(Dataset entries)
--- START ---
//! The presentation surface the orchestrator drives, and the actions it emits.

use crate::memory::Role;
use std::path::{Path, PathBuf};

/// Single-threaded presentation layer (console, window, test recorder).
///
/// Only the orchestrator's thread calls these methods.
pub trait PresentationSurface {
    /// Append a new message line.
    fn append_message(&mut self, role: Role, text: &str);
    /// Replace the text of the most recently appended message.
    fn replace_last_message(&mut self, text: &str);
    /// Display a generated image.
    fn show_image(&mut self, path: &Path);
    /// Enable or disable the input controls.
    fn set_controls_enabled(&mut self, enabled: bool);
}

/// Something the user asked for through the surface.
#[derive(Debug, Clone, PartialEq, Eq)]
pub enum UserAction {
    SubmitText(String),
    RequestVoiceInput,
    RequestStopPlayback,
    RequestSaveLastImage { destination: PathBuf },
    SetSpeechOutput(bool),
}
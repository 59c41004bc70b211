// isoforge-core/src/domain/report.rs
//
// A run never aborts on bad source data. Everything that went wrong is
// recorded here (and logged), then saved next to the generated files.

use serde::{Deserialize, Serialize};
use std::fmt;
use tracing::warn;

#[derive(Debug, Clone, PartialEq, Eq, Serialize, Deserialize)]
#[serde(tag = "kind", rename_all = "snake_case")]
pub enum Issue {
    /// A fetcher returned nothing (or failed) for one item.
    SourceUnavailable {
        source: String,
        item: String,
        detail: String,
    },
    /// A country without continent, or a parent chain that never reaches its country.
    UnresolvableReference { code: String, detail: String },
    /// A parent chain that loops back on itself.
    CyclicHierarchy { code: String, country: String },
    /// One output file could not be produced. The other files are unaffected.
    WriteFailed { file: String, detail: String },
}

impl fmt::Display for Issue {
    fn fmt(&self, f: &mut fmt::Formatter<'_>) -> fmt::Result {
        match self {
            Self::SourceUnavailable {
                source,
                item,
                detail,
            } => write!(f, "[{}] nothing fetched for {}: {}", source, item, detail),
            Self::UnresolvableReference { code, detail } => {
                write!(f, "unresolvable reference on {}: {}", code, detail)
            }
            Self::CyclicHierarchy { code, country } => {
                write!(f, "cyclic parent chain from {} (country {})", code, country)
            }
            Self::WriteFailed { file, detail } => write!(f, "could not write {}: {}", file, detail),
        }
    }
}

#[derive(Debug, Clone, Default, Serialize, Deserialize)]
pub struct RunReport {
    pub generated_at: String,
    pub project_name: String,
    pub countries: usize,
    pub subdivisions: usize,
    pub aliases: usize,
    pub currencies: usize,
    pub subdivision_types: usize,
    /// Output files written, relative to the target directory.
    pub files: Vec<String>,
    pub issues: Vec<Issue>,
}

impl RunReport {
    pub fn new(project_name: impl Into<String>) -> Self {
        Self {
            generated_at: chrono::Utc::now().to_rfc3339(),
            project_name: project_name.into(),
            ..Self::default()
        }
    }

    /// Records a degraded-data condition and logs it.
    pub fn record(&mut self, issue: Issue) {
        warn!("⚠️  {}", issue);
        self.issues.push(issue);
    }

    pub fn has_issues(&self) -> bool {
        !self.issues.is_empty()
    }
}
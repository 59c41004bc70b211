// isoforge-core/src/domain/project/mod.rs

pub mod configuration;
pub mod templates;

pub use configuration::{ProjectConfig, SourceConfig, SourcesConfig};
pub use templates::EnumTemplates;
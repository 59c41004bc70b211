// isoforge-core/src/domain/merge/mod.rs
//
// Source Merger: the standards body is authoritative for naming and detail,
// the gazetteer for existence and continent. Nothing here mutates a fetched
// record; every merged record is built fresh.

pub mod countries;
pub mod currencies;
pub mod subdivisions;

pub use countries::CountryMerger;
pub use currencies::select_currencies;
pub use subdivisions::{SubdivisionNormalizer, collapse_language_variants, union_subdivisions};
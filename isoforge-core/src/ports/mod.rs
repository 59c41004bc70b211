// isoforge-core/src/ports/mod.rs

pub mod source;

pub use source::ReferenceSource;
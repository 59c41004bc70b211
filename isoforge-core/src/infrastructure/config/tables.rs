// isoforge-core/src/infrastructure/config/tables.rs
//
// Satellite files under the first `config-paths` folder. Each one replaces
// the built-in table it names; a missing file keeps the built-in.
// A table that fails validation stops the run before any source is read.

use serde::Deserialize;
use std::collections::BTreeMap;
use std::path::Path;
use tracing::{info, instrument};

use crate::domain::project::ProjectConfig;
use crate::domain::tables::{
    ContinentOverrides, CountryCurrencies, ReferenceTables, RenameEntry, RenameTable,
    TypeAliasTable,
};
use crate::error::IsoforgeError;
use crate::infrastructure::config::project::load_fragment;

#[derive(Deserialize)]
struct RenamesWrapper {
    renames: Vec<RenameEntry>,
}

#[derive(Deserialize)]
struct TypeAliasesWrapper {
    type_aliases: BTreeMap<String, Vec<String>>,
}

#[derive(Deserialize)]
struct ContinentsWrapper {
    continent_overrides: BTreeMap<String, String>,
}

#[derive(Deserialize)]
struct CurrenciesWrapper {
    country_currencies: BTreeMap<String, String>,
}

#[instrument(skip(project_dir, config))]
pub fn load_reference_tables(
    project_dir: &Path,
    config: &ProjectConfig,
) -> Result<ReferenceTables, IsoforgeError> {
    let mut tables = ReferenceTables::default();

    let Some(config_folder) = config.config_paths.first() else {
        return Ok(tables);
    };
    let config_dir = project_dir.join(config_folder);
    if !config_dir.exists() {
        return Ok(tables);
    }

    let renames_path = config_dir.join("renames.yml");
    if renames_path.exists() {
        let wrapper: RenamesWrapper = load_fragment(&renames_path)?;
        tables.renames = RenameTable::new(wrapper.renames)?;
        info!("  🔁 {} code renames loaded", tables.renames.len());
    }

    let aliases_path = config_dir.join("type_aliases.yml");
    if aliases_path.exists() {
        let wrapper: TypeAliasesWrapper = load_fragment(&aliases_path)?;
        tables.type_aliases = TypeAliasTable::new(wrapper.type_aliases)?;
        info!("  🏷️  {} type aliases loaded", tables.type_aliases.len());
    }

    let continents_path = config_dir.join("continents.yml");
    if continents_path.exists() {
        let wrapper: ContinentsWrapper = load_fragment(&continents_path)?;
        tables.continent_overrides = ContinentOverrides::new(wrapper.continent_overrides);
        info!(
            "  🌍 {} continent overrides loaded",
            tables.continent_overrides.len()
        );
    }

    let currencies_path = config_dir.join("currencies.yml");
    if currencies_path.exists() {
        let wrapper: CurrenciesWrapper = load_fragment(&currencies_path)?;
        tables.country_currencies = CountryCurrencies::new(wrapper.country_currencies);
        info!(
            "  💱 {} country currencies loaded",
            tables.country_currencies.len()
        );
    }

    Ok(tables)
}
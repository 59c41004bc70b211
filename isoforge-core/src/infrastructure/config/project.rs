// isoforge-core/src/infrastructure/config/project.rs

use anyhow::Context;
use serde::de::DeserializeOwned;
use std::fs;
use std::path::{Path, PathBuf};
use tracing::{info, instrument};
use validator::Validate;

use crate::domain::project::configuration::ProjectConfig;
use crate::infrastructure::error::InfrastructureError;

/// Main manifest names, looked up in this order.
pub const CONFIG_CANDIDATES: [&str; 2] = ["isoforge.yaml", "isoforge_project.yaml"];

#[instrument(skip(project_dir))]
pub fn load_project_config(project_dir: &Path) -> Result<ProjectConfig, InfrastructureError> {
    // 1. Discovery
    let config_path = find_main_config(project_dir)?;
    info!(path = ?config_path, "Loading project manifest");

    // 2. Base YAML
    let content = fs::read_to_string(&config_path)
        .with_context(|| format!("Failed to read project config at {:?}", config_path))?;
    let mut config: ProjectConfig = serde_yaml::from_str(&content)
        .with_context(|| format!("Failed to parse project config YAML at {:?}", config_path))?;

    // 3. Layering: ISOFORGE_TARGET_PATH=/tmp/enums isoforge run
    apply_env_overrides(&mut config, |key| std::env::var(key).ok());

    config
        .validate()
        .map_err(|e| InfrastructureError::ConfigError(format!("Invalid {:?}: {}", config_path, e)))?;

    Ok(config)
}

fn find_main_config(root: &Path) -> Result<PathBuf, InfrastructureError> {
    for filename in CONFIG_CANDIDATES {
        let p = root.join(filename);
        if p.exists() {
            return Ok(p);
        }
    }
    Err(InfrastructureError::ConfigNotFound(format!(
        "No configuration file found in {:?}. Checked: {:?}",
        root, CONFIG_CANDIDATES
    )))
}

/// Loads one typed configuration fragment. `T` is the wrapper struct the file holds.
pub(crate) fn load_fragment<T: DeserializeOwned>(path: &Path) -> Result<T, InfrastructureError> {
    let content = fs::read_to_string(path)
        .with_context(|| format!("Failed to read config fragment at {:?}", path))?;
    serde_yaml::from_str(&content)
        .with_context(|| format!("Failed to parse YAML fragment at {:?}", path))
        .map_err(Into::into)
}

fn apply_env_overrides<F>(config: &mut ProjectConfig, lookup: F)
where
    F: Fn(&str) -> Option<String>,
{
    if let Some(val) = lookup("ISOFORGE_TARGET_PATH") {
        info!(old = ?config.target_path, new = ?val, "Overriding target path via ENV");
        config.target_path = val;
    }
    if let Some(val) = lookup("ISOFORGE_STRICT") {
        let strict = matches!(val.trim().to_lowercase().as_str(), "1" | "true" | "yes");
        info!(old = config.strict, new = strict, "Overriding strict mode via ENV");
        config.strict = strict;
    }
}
--- END ---
» DESCRIPTION OF THE TASK
Could you output, exactly and with nothing else, the lines from the start of the records through the line containing "fn append_message(&mut self, role: Role, text: &str);"?

» OUTPUT OF THE TASK
//! The presentation surface the orchestrator drives, and the actions it emits.

use crate::memory::Role;
use std::path::{Path, PathBuf};

/// Single-threaded presentation layer (console, window, test recorder).
///
/// Only the orchestrator's thread calls these methods.
pub trait PresentationSurface {
    /// Append a new message line.
    fn append_message(&mut self, role: Role, text: &str);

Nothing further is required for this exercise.